Poi però anche quell’immagine ha cominciato a sbiadire man mano che l’emergenza si prolungava, si cronicizzava, e Conte da uomo d’azione devoto al bene pubblico ha cominciato a sembrare sempre più un’anatra zoppa, che menava colpi di Dpcm un po’ a caso, che si inventava il coprifuoco e le autocertificazioni, che faceva giocare gli italiani a un Twister fatto di regioni gialle, arancioni e rosse. Il tempo lavorava contro di lui, mostrando tutti i limiti politici di Giuseppe Conte ora che era finito al centro dell’attenzione. Ovvero essenzialmente il fatto che non fosse tagliato per il suo ruolo, che ci fosse arrivato per caso, solo in virtù della sua capacità di rimanere in sella. La stessa qualità che l’aveva portato in alto era quella che lo faceva ricadere.

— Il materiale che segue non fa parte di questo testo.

//! A durable transactional provider backed by a Git repository.
//!
//! Every accepted write request becomes exactly one commit on `main`, so a
//! request is visible entirely or not at all. Conditions are evaluated
//! against the current `main` snapshot while the commit lock is held.

use std::collections::{BTreeMap, HashSet};
use std::path::Path;

use chrono::{Duration, Utc};
use parking_lot::Mutex;
use tracing::{debug, warn};

use crate::durable::{
    AttributeValue, CancellationReason, Condition, ExpressionBindings, Item, ProviderError,
    TransactProvider, TransactWriteItem, TransactWriteRequest, UpdateAction, KEY_ATTR,
    MAX_BATCH_GET_KEYS, MAX_TOKEN_LEN, MAX_TRANSACT_ITEMS,
};
use crate::storage::commit::CommitMessage;
use crate::storage::error::StorageResult;
use crate::storage::repository::GitRepository;
use crate::storage::types::{ItemKey, TableName};

/// How long a request token is remembered.
pub const TOKEN_WINDOW_MINUTES: i64 = 10;

/// [`TransactProvider`] over a [`GitRepository`].
pub struct GitProvider {
    repo: GitRepository,
    commit_lock: Mutex<()>,
    token_window: Duration,
}

impl GitProvider {
    pub fn new(repo: GitRepository) -> Self {
        Self {
            repo,
            commit_lock: Mutex::new(()),
            token_window: Duration::minutes(TOKEN_WINDOW_MINUTES),
        }
    }

    /// Open the repository at `path`, initializing it if needed.
    pub fn open_or_init(path: impl AsRef<Path>) -> StorageResult<Self> {
        Ok(Self::new(GitRepository::open_or_init(path)?))
    }

    /// Change how long request tokens are remembered.
    pub fn token_window(mut self, window: Duration) -> Self {
        self.token_window = window;
        self
    }

    pub fn repository(&self) -> &GitRepository {
        &self.repo
    }
}

impl TransactProvider for GitProvider {
    fn get_item(&self, table: &str, key: &str) -> Result<Option<Item>, ProviderError> {
        let table = table_name(table)?;
        let head = self.repo.head()?;
        Ok(self.repo.read_item(&table, &ItemKey::new(key), head)?)
    }

    fn batch_get_item(&self, table: &str, keys: &[String]) -> Result<Vec<Item>, ProviderError> {
        if keys.len() > MAX_BATCH_GET_KEYS {
            return Err(ProviderError::Validation(format!(
                "too many keys requested: {} (limit {})",
                keys.len(),
                MAX_BATCH_GET_KEYS
            )));
        }
        let table = table_name(table)?;
        let keys: Vec<ItemKey> = keys.iter().map(ItemKey::new).collect();
        let head = self.repo.head()?;
        Ok(self.repo.read_items(&table, &keys, head)?)
    }

    fn transact_write_items(&self, request: &TransactWriteRequest) -> Result<(), ProviderError> {
        let table = table_name(&request.table)?;
        let token = request.client_request_token.as_str();
        validate_request(request)?;
        let ops = request
            .items
            .iter()
            .map(ResolvedOp::resolve)
            .collect::<Result<Vec<_>, _>>()?;

        let _guard = self.commit_lock.lock();
        let head = self.repo.head()?;

        let since = Utc::now() - self.token_window;
        if let Some(commit) = self.repo.find_token_since(token, head, since)? {
            debug!(
                target: "kvdb::storage",
                token,
                commit = %commit.short(),
                "Request already committed"
            );
            return Ok(());
        }

        let mut reasons = Vec::with_capacity(ops.len());
        let mut writes = Vec::with_capacity(ops.len());
        for op in ops {
            let current = self.repo.read_item(&table, &op.key, head)?;
            match op.evaluate(current) {
                Ok(item) => {
                    reasons.push(CancellationReason::None);
                    writes.push((op.key, item));
                }
                Err(reason) => reasons.push(reason),
            }
        }

        if reasons.iter().any(|r| *r != CancellationReason::None) {
            warn!(
                target: "kvdb::storage",
                token,
                table = %table,
                "Transaction canceled"
            );
            return Err(ProviderError::TransactionCanceled { reasons });
        }

        let message = CommitMessage::transact(&table, writes.len(), token);
        self.repo.commit_items(&table, &writes, head, message)?;
        Ok(())
    }
}

impl std::fmt::Debug for GitProvider {
    fn fmt(&self, f: &mut std::fmt::Formatter<'_>) -> std::fmt::Result {
        f.debug_struct("GitProvider")
            .field("repo", &self.repo)
            .field("token_window", &self.token_window)
            .finish()
    }
}

fn table_name(name: &str) -> Result<TableName, ProviderError> {
    TableName::new(name).map_err(|e| ProviderError::Validation(format!("table '{}': {}", name, e)))
}

fn validate_request(request: &TransactWriteRequest) -> Result<(), ProviderError> {
    if request.items.is_empty() || request.items.len() > MAX_TRANSACT_ITEMS {
        return Err(ProviderError::Validation(format!(
            "a transaction must contain between 1 and {} operations, got {}",
            MAX_TRANSACT_ITEMS,
            request.items.len()
        )));
    }

    let token_len = request.client_request_token.chars().count();
    if token_len == 0 || token_len > MAX_TOKEN_LEN {
        return Err(ProviderError::Validation(format!(
            "request token must be 1 to {} characters, got {}",
            MAX_TOKEN_LEN, token_len
        )));
    }

    let mut seen = HashSet::new();
    for item in &request.items {
        if let Some(key) = item.key() {
            if !seen.insert(key) {
                return Err(ProviderError::Validation(format!(
                    "transaction cannot include multiple operations on one item: '{}'",
                    key
                )));
            }
        }
    }
    Ok(())
}

/// A condition with its attribute name resolved.
enum ResolvedCondition {
    Exists(String),
    NotExists(String),
}

impl ResolvedCondition {
    fn holds(&self, current: Option<&Item>) -> bool {
        let has = |name: &str| current.is_some_and(|item| item.contains_key(name));
        match self {
            ResolvedCondition::Exists(name) => has(name),
            ResolvedCondition::NotExists(name) => !has(name),
        }
    }
}

enum ResolvedAction {
    SetPath { path: Vec<String>, value: AttributeValue },
    ListAppend { attribute: String, value: AttributeValue },
}

enum Operation {
    Put(Item),
    Update(Vec<ResolvedAction>),
}

/// One write operation with every placeholder substituted.
struct ResolvedOp {
    key: ItemKey,
    condition: Option<ResolvedCondition>,
    operation: Operation,
}

impl ResolvedOp {
    fn resolve(item: &TransactWriteItem) -> Result<Self, ProviderError> {
        let key = item
            .key()
            .map(ItemKey::new)
            .ok_or_else(|| ProviderError::Validation(format!("operation has no string '{}' attribute", KEY_ATTR)))?;
        let bindings = item.bindings();

        let condition = item
            .condition()
            .map(|condition| -> Result<_, ProviderError> {
                let name = resolve_name(bindings, condition.placeholder())?;
                Ok(match condition {
                    Condition::AttributeExists(_) => ResolvedCondition::Exists(name),
                    Condition::AttributeNotExists(_) => ResolvedCondition::NotExists(name),
                })
            })
            .transpose()?;

        let operation = match item {
            TransactWriteItem::Put(put) => Operation::Put(put.item.clone()),
            TransactWriteItem::Update(update) => {
                let mut actions = Vec::with_capacity(update.expression.actions.len());
                for action in &update.expression.actions {
                    actions.push(match action {
                        UpdateAction::SetPath { path, value } => ResolvedAction::SetPath {
                            path: path
                                .iter()
                                .map(|p| resolve_name(bindings, p))
                                .collect::<Result<_, _>>()?,
                            value: resolve_value(bindings, value)?,
                        },
                        UpdateAction::ListAppend { attribute, value } => ResolvedAction::ListAppend {
                            attribute: resolve_name(bindings, attribute)?,
                            value: resolve_value(bindings, value)?,
                        },
                    });
                }
                Operation::Update(actions)
            }
        };

        Ok(Self {
            key,
            condition,
            operation,
        })
    }

    /// Check the condition against `current` and compute the new item.
    fn evaluate(&self, current: Option<Item>) -> Result<Item, CancellationReason> {
        if let Some(condition) = &self.condition {
            if !condition.holds(current.as_ref()) {
                return Err(CancellationReason::ConditionalCheckFailed);
            }
        }

        match &self.operation {
            Operation::Put(item) => Ok(item.clone()),
            Operation::Update(actions) => {
                let mut item = current.unwrap_or_else(|| {
                    let mut item = Item::new();
                    item.insert(KEY_ATTR.to_string(), AttributeValue::S(self.key.as_str().to_string()));
                    item
                });
                for action in actions {
                    apply_action(&mut item, action).map_err(CancellationReason::ValidationError)?;
                }
                Ok(item)
            }
        }
    }
}

fn resolve_name(bindings: &ExpressionBindings, placeholder: &str) -> Result<String, ProviderError> {
    bindings
        .name(placeholder)
        .map(str::to_string)
        .ok_or_else(|| ProviderError::Validation(format!("unresolved attribute name {}", placeholder)))
}

fn resolve_value(bindings: &ExpressionBindings, placeholder: &str) -> Result<AttributeValue, ProviderError> {
    bindings
        .value(placeholder)
        .cloned()
        .ok_or_else(|| ProviderError::Validation(format!("unresolved attribute value {}", placeholder)))
}

fn apply_action(item: &mut Item, action: &ResolvedAction) -> Result<(), String> {
    match action {
        ResolvedAction::SetPath { path, value } => set_path(item, path, value.clone()),
        ResolvedAction::ListAppend { attribute, value } => {
            let appended = match value {
                AttributeValue::L(values) => values,
                other => return Err(format!("list_append operand is a {}, not a list", other.type_tag())),
            };
            match item.get_mut(attribute) {
                Some(AttributeValue::L(list)) => {
                    list.extend(appended.iter().cloned());
                    Ok(())
                }
                Some(other) => Err(format!("attribute '{}' is a {}, not a list", attribute, other.type_tag())),
                None => Err(format!("attribute '{}' does not exist", attribute)),
            }
        }
    }
}

fn set_path(item: &mut Item, path: &[String], value: AttributeValue) -> Result<(), String> {
    let (last, parents) = path.split_last().ok_or("empty document path")?;
    if path.len() == 1 && last == KEY_ATTR {
        return Err("cannot update the key attribute".to_string());
    }

    let mut map: &mut BTreeMap<String, AttributeValue> = item;
    for name in parents {
        map = match map.get_mut(name) {
            Some(AttributeValue::M(inner)) => inner,
            Some(other) => {
                return Err(format!("document path '{}' is a {}, not a map", name, other.type_tag()))
            }
            None => return Err(format!("document path '{}' does not exist", name)),
        };
    }
    map.insert(last.clone(), value);
    Ok(())
}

I suoi discorsi alla nazione, che a marzo e aprile erano attesissimi, a novembre erano diventati stucchevoli e quasi imbarazzanti, una cortina fumogena di paroloni a nascondere il nulla assoluto, lunghissime supercazzole per esorcizzare una manifesta incapacità.  L’emblema era stato l’ossessione quasi freudiana per le palestre, al centro di ripetuti Dpcm, nel giro di tre settimane e di tre conferenze stampa tenute aperte, poi avvertite di mettersi in regola, poi chiuse. Il capitale politico e personale che si era guadagnato – anche questo per caso, come tutto nella sua carriera politica – gestendo la prima fase dell’emergenza, quella delle nostre paure, si stava dissipando rapidamente, e mezza Italia smetteva di apprezzare Conte in quanto Conte e iniziava a tollerare Conte in quanto, forse, il meno peggio – contando che il leader dell’opposizione andava ancora in giro senza mascherina. 

Ora Conte è uscito dalle scene in modo rapido e imprevisto, così come vi era entrato: la crisi di governo scatenata da Renzi si è svolta nell’indifferenza generale, quasi come avesse il pilota automatico. Non c’è stata nemmeno una sfiducia, nemmeno il senso di sollievo per aver sventato una minaccia politica. Solo le dimissioni di un premier che, sebbene si fosse parlato della possibilità – presto sfumata – di un nuovo incarico, un Conte ter, sembrava lui stesso poco convinto di poter continuare nel suo ruolo. Del resto, l’unica vera qualità di Conte è sempre stata quella di saper rimanere in sella al toro meccanico, e di capire quando ne è stato disarcionato.